[Start of section]

// Copyright (C) 2026 Fred Clausen
// Use of this source code is governed by an MIT-style
// license that can be found in the LICENSE file or at
// https://opensource.org/licenses/MIT.

//! Employee and holiday mutations.

use diesel::SqliteConnection;
use diesel::prelude::*;
use leave_ledger_domain::{Employee, EmployeeId};
use time::Date;
use tracing::info;

use crate::data_models::{EmployeeRow, HolidayRow, format_date};
use crate::diesel_schema::{employees, holidays};
use crate::error::PersistenceError;

/// Inserts an employee or replaces the stored attributes of an existing one.
///
/// The manager referenced by `reporting_to` must already exist.
///
/// # Errors
///
/// Returns an error if the write fails, including when the manager does
/// not exist.
pub fn upsert_employee(conn: &mut SqliteConnection, employee: &Employee) -> Result<(), PersistenceError> {
    let row: EmployeeRow = EmployeeRow::from_employee(employee)?;

    diesel::insert_into(employees::table)
        .values(&row)
        .on_conflict(employees::employee_id)
        .do_update()
        .set((
            employees::full_name.eq(&row.full_name),
            employees::role.eq(&row.role),
            employees::gender.eq(&row.gender),
            employees::join_date.eq(&row.join_date),
            employees::department.eq(row.department.clone()),
            employees::reporting_to.eq(row.reporting_to),
        ))
        .execute(conn)?;

    info!(
        employee_id = %employee.id,
        role = %employee.role,
        "Stored employee"
    );
    Ok(())
}

/// Points an employee at a new manager.
///
/// # Errors
///
/// Returns `PersistenceError::NotFound` if the employee does not exist, or
/// another error if the update fails.
pub fn set_reporting_to(
    conn: &mut SqliteConnection,
    id: EmployeeId,
    manager: Option<EmployeeId>,
) -> Result<(), PersistenceError> {
    let updated: usize = diesel::update(employees::table)
        .filter(employees::employee_id.eq(id.value()))
        .set(employees::reporting_to.eq(manager.map(EmployeeId::value)))
        .execute(conn)?;

    if updated == 0 {
        return Err(PersistenceError::NotFound(format!("Employee {id}")));
    }
    Ok(())
}

/// Adds a holiday, replacing the name of an existing one on the same date.
///
/// # Errors
///
/// Returns an error if the write fails.
pub fn upsert_holiday(conn: &mut SqliteConnection, date: Date, name: &str) -> Result<(), PersistenceError> {
    let row: HolidayRow = HolidayRow {
        holiday_date: format_date(date)?,
        name: name.to_string(),
    };

    diesel::insert_into(holidays::table)
        .values(&row)
        .on_conflict(holidays::holiday_date)
        .do_update()
        .set(holidays::name.eq(&row.name))
        .execute(conn)?;

    info!(date = %date, name, "Stored holiday");
    Ok(())
}
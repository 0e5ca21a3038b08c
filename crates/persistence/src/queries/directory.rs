// Copyright (C) 2026 Fred Clausen
// Use of this source code is governed by an MIT-style
// license that can be found in the LICENSE file or at
// https://opensource.org/licenses/MIT.

//! Employee and holiday queries.

use diesel::SqliteConnection;
use diesel::prelude::*;
use leave_ledger_domain::{Employee, EmployeeId, HolidaySet, parse_iso_date};
use time::Date;
use tracing::debug;

use crate::data_models::{EmployeeRow, format_date};
use crate::diesel_schema::{employees, holidays};
use crate::error::PersistenceError;

/// Retrieves an employee by ID.
///
/// # Arguments
///
/// * `conn` - The database connection
/// * `id` - The employee ID
///
/// # Errors
///
/// Returns an error if the query fails or the row cannot be decoded.
/// Returns `Ok(None)` if the employee is not found.
pub fn find_employee(
    conn: &mut SqliteConnection,
    id: EmployeeId,
) -> Result<Option<Employee>, PersistenceError> {
    debug!(employee_id = %id, "Looking up employee");

    let row: Option<EmployeeRow> = employees::table
        .filter(employees::employee_id.eq(id.value()))
        .select(EmployeeRow::as_select())
        .first(conn)
        .optional()?;

    row.map(Employee::try_from).transpose()
}

/// Lists the direct reports of an employee, ordered by ID.
///
/// # Errors
///
/// Returns an error if the query fails or a row cannot be decoded.
pub fn list_subordinates(
    conn: &mut SqliteConnection,
    manager: EmployeeId,
) -> Result<Vec<Employee>, PersistenceError> {
    employees::table
        .filter(employees::reporting_to.eq(manager.value()))
        .order(employees::employee_id.asc())
        .select(EmployeeRow::as_select())
        .load::<EmployeeRow>(conn)?
        .into_iter()
        .map(Employee::try_from)
        .collect()
}

/// Lists every employee, ordered by ID.
///
/// # Errors
///
/// Returns an error if the query fails or a row cannot be decoded.
pub fn list_employees(conn: &mut SqliteConnection) -> Result<Vec<Employee>, PersistenceError> {
    employees::table
        .order(employees::employee_id.asc())
        .select(EmployeeRow::as_select())
        .load::<EmployeeRow>(conn)?
        .into_iter()
        .map(Employee::try_from)
        .collect()
}

/// Loads the holidays from `start` through `end`.
///
/// # Errors
///
/// Returns an error if the query fails or a stored date cannot be parsed.
pub fn holidays_between(
    conn: &mut SqliteConnection,
    start: Date,
    end: Date,
) -> Result<HolidaySet, PersistenceError> {
    let dates: Vec<String> = holidays::table
        .filter(holidays::holiday_date.ge(format_date(start)?))
        .filter(holidays::holiday_date.le(format_date(end)?))
        .select(holidays::holiday_date)
        .load(conn)?;

    debug!(
        start = %start,
        end = %end,
        count = dates.len(),
        "Loaded holidays"
    );

    let mut set: HolidaySet = HolidaySet::new();
    for date in dates {
        set.insert(parse_iso_date(&date)?);
    }
    Ok(set)
}
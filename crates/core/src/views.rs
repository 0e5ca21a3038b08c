// Copyright (C) 2026 Fred Clausen
// Use of this source code is governed by an MIT-style
// license that can be found in the LICENSE file or at
// https://opensource.org/licenses/MIT.

//! Read-only listings for applicants and approvers.

use crate::balance::load_employee;
use crate::error::CoreError;
use crate::ports::LeaveStore;
use leave_ledger_domain::{Employee, EmployeeId, LeaveApplication, LeaveStatus};
use std::collections::BTreeMap;
use time::Date;

/// A leave application together with its applicant's name.
#[derive(Debug, Clone, PartialEq, Eq)]
pub struct ApplicationSummary {
    /// The application.
    pub application: LeaveApplication,
    /// Full name of the applicant.
    pub employee_name: String,
}

/// Counts of applications routed to an approver.
#[derive(Debug, Clone, Copy, PartialEq, Eq, Default)]
pub struct ApproverStats {
    /// Awaiting a decision.
    pub pending: u64,
    /// Approved.
    pub approved: u64,
    /// Rejected.
    pub rejected: u64,
}

/// Leave activity in a reviewer's department.
#[derive(Debug, Clone, PartialEq, Eq, Default)]
pub struct DepartmentOverview {
    /// The department, if the reviewer has one.
    pub department: Option<String>,
    /// Pending applications filed under the department.
    pub pending: Vec<ApplicationSummary>,
    /// Approved leave covering today.
    pub on_leave_today: Vec<ApplicationSummary>,
}

fn summarize(
    store: &mut dyn LeaveStore,
    applications: Vec<LeaveApplication>,
) -> Result<Vec<ApplicationSummary>, CoreError> {
    let mut names: BTreeMap<EmployeeId, String> = BTreeMap::new();
    let mut summaries: Vec<ApplicationSummary> = Vec::with_capacity(applications.len());
    for application in applications {
        let employee_name: String = if let Some(name) = names.get(&application.employee_id) {
            name.clone()
        } else {
            let name: String = store
                .employee(application.employee_id)?
                .map(|employee| employee.full_name)
                .unwrap_or_default();
            names.insert(application.employee_id, name.clone());
            name
        };
        summaries.push(ApplicationSummary {
            application,
            employee_name,
        });
    }
    Ok(summaries)
}

/// The actor's own applications, newest first.
pub(crate) fn list_mine(
    store: &mut dyn LeaveStore,
    actor: EmployeeId,
) -> Result<Vec<ApplicationSummary>, CoreError> {
    load_employee(store, actor)?;
    let mut applications: Vec<LeaveApplication> = store.applications_of(actor, &[])?;
    applications.sort_by(|a, b| {
        b.applied_on
            .cmp(&a.applied_on)
            .then_with(|| b.id.cmp(&a.id))
    });
    summarize(store, applications)
}

/// Pending applications awaiting the actor's decision.
pub(crate) fn pending_for_approver(
    store: &mut dyn LeaveStore,
    actor: EmployeeId,
) -> Result<Vec<ApplicationSummary>, CoreError> {
    let applications: Vec<LeaveApplication> = store.by_approver(actor, LeaveStatus::Pending)?;
    summarize(store, applications)
}

/// Approved applications the actor may still cancel on `today`.
pub(crate) fn cancellable_for_approver(
    store: &mut dyn LeaveStore,
    actor: EmployeeId,
    today: Date,
) -> Result<Vec<ApplicationSummary>, CoreError> {
    let applications: Vec<LeaveApplication> = store
        .by_approver(actor, LeaveStatus::Approved)?
        .into_iter()
        .filter(|application| application.is_cancellable_on(today))
        .collect();
    summarize(store, applications)
}

/// Decision counts for applications routed to the actor.
pub(crate) fn approver_stats(
    store: &mut dyn LeaveStore,
    actor: EmployeeId,
) -> Result<ApproverStats, CoreError> {
    Ok(ApproverStats {
        pending: store.count_by_approver(actor, LeaveStatus::Pending)?,
        approved: store.count_by_approver(actor, LeaveStatus::Approved)?,
        rejected: store.count_by_approver(actor, LeaveStatus::Rejected)?,
    })
}

/// Pending and current leave across the actor's department.
///
/// # Errors
///
/// Returns `CoreError::Authorization` if the actor's role does not review
/// department leave.
pub(crate) fn department_overview(
    store: &mut dyn LeaveStore,
    actor: EmployeeId,
    today: Date,
) -> Result<DepartmentOverview, CoreError> {
    let employee: Employee = load_employee(store, actor)?;
    if !employee.role.reviews_department() {
        return Err(CoreError::Authorization(format!(
            "Role {} does not review department leave",
            employee.role
        )));
    }

    let Some(department) = employee.department else {
        return Ok(DepartmentOverview::default());
    };

    let pending: Vec<LeaveApplication> = store.by_department(&department, LeaveStatus::Pending)?;
    let on_leave: Vec<LeaveApplication> = store.approved_covering(&department, today)?;
    Ok(DepartmentOverview {
        pending: summarize(store, pending)?,
        on_leave_today: summarize(store, on_leave)?,
        department: Some(department),
    })
}
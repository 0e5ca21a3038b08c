// Copyright (C) 2026 Fred Clausen
// Use of this source code is governed by an MIT-style
// license that can be found in the LICENSE file or at
// https://opensource.org/licenses/MIT.

#![allow(clippy::expect_used, clippy::unwrap_used)]

mod apply_tests;
mod decision_tests;
mod helpers;
// Copyright (C) 2026 Fred Clausen
// Use of this source code is governed by an MIT-style
// license that can be found in the LICENSE file or at
// https://opensource.org/licenses/MIT.

use crate::tests::helpers::{ASHA, InMemoryStore, MANAGER, VIKRAM, create_test_engine, draft};
use crate::{CoreError, FixedClock, LeaveEngine};
use leave_ledger_domain::{
    ApplicationId, BalanceReport, Days, LeaveApplication, LeaveBucket, LeaveStatus, LeaveType,
};
use time::macros::date;

fn engine_with_earned_leave(
    today: time::Date,
    start: time::Date,
    end: time::Date,
) -> (LeaveEngine<InMemoryStore, FixedClock>, ApplicationId) {
    let mut engine: LeaveEngine<InMemoryStore, FixedClock> = create_test_engine(today);
    let saved: LeaveApplication = engine
        .apply(ASHA, draft(LeaveType::Earned, start, Some(end)))
        .unwrap();
    (engine, saved.id)
}

#[test]
fn test_approve_records_remaining_balance() {
    let (mut engine, id) =
        engine_with_earned_leave(date!(2025 - 03 - 03), date!(2025 - 03 - 10), date!(2025 - 03 - 12));

    let approved: LeaveApplication = engine.approve(MANAGER, id).unwrap();

    assert_eq!(approved.status, LeaveStatus::Approved);
    assert_eq!(approved.remaining_leaves, Some(Days::whole(17)));
    assert_eq!(
        engine.store_mut().applications.get(&id).map(|stored| stored.status),
        Some(LeaveStatus::Approved)
    );
}

#[test]
fn test_only_recorded_approver_may_decide() {
    let (mut engine, id) =
        engine_with_earned_leave(date!(2025 - 03 - 03), date!(2025 - 03 - 10), date!(2025 - 03 - 12));

    let result: Result<LeaveApplication, CoreError> = engine.approve(VIKRAM, id);
    assert!(matches!(result, Err(CoreError::Authorization(_))));
    assert_eq!(
        engine.store_mut().applications.get(&id).map(|stored| stored.status),
        Some(LeaveStatus::Pending)
    );
}

#[test]
fn test_authorization_is_checked_before_state() {
    let (mut engine, id) =
        engine_with_earned_leave(date!(2025 - 03 - 03), date!(2025 - 03 - 10), date!(2025 - 03 - 12));
    engine.approve(MANAGER, id).unwrap();

    assert!(matches!(
        engine.approve(VIKRAM, id),
        Err(CoreError::Authorization(_))
    ));
    assert!(matches!(engine.approve(MANAGER, id), Err(CoreError::State(_))));
}

#[test]
fn test_rejected_application_cannot_be_approved() {
    let (mut engine, id) =
        engine_with_earned_leave(date!(2025 - 03 - 03), date!(2025 - 03 - 10), date!(2025 - 03 - 12));

    let rejected: LeaveApplication = engine.reject(MANAGER, id).unwrap();
    assert_eq!(rejected.status, LeaveStatus::Rejected);
    assert_eq!(rejected.remaining_leaves, Some(Days::whole(17)));

    assert!(matches!(engine.approve(MANAGER, id), Err(CoreError::State(_))));
    assert!(matches!(engine.cancel(MANAGER, id), Err(CoreError::State(_))));
}

#[test]
fn test_pending_application_cannot_be_cancelled() {
    let (mut engine, id) =
        engine_with_earned_leave(date!(2025 - 03 - 03), date!(2025 - 03 - 10), date!(2025 - 03 - 12));

    assert!(matches!(engine.cancel(MANAGER, id), Err(CoreError::State(_))));
}

#[test]
fn test_unknown_application_is_not_found() {
    let mut engine: LeaveEngine<InMemoryStore, FixedClock> = create_test_engine(date!(2025 - 03 - 03));

    assert!(matches!(
        engine.approve(MANAGER, ApplicationId::new(404)),
        Err(CoreError::NotFound { id: 404, .. })
    ));
}

#[test]
fn test_cancel_within_grace_window() {
    let (mut engine, id) =
        engine_with_earned_leave(date!(2025 - 01 - 06), date!(2025 - 01 - 08), date!(2025 - 01 - 10));
    engine.approve(MANAGER, id).unwrap();

    engine.clock_mut().set(date!(2025 - 01 - 20));
    let cancelled: LeaveApplication = engine.cancel(MANAGER, id).unwrap();

    assert_eq!(cancelled.status, LeaveStatus::Cancelled);
    assert_eq!(cancelled.remaining_leaves, Some(Days::whole(20)));
}

#[test]
fn test_cancel_on_last_day_of_grace_window() {
    let (mut engine, id) =
        engine_with_earned_leave(date!(2025 - 01 - 06), date!(2025 - 01 - 08), date!(2025 - 01 - 10));
    engine.approve(MANAGER, id).unwrap();

    engine.clock_mut().set(date!(2025 - 01 - 25));
    assert!(engine.cancel(MANAGER, id).is_ok());
}

#[test]
fn test_cancel_after_grace_window_is_refused() {
    let (mut engine, id) =
        engine_with_earned_leave(date!(2025 - 01 - 06), date!(2025 - 01 - 08), date!(2025 - 01 - 10));
    engine.approve(MANAGER, id).unwrap();

    engine.clock_mut().set(date!(2025 - 02 - 01));
    let result: Result<LeaveApplication, CoreError> = engine.cancel(MANAGER, id);

    let Err(CoreError::State(reason)) = result else {
        panic!("expected a state failure, got {result:?}");
    };
    assert!(reason.contains("2025-01-25"));
    assert_eq!(
        engine.store_mut().applications.get(&id).map(|stored| stored.status),
        Some(LeaveStatus::Approved)
    );
}

#[test]
fn test_cancel_releases_balance() {
    let (mut engine, id) =
        engine_with_earned_leave(date!(2025 - 01 - 06), date!(2025 - 01 - 08), date!(2025 - 01 - 10));
    engine.approve(MANAGER, id).unwrap();

    let before: BalanceReport = engine.balance(ASHA).unwrap();
    assert_eq!(
        before.get(LeaveBucket::EarnedLeave).unwrap().remaining,
        Days::whole(17)
    );

    engine.cancel(MANAGER, id).unwrap();

    let after: BalanceReport = engine.balance(ASHA).unwrap();
    assert_eq!(
        after.get(LeaveBucket::EarnedLeave).unwrap().remaining,
        Days::whole(20)
    );
    assert_eq!(after.get(LeaveBucket::EarnedLeave).unwrap().used, Days::ZERO);
}

#[test]
fn test_rejection_releases_reserved_days() {
    let mut engine: LeaveEngine<InMemoryStore, FixedClock> = create_test_engine(date!(2025 - 01 - 02));
    let saved: LeaveApplication = engine
        .apply(
            ASHA,
            draft(
                LeaveType::Earned,
                date!(2025 - 02 - 03),
                Some(date!(2025 - 02 - 12)),
            ),
        )
        .unwrap();
    assert!(
        engine
            .apply(ASHA, draft(LeaveType::Earned, date!(2025 - 03 - 03), None))
            .is_err()
    );

    engine.reject(MANAGER, saved.id).unwrap();

    assert!(
        engine
            .apply(ASHA, draft(LeaveType::Earned, date!(2025 - 03 - 03), None))
            .is_ok()
    );
}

[End of section]

* **What is needed**
Above are the entries. Copy exactly the part that opens with the line containing "pub fn list_employees(conn: &mut" and closes with the line containing "pub struct ApplicationSummary", and no more.

* **The completed task**
pub fn list_employees(conn: &mut SqliteConnection) -> Result<Vec<Employee>, PersistenceError> {
    employees::table
        .order(employees::employee_id.asc())
        .select(EmployeeRow::as_select())
        .load::<EmployeeRow>(conn)?
        .into_iter()
        .map(Employee::try_from)
        .collect()
}

/// Loads the holidays from `start` through `end`.
///
/// # Errors
///
/// Returns an error if the query fails or a stored date cannot be parsed.
pub fn holidays_between(
    conn: &mut SqliteConnection,
    start: Date,
    end: Date,
) -> Result<HolidaySet, PersistenceError> {
    let dates: Vec<String> = holidays::table
        .filter(holidays::holiday_date.ge(format_date(start)?))
        .filter(holidays::holiday_date.le(format_date(end)?))
        .select(holidays::holiday_date)
        .load(conn)?;

    debug!(
        start = %start,
        end = %end,
        count = dates.len(),
        "Loaded holidays"
    );

    let mut set: HolidaySet = HolidaySet::new();
    for date in dates {
        set.insert(parse_iso_date(&date)?);
    }
    Ok(set)
}
filename crates/core/src/views.rs
repository 0e5ca21a3038b08c
// Copyright (C) 2026 Fred Clausen
// Use of this source code is governed by an MIT-style
// license that can be found in the LICENSE file or at
// https://opensource.org/licenses/MIT.

//! Read-only listings for applicants and approvers.

use crate::balance::load_employee;
use crate::error::CoreError;
use crate::ports::LeaveStore;
use leave_ledger_domain::{Employee, EmployeeId, LeaveApplication, LeaveStatus};
use std::collections::BTreeMap;
use time::Date;

/// A leave application together with its applicant's name.
#[derive(Debug, Clone, PartialEq, Eq)]
pub struct ApplicationSummary {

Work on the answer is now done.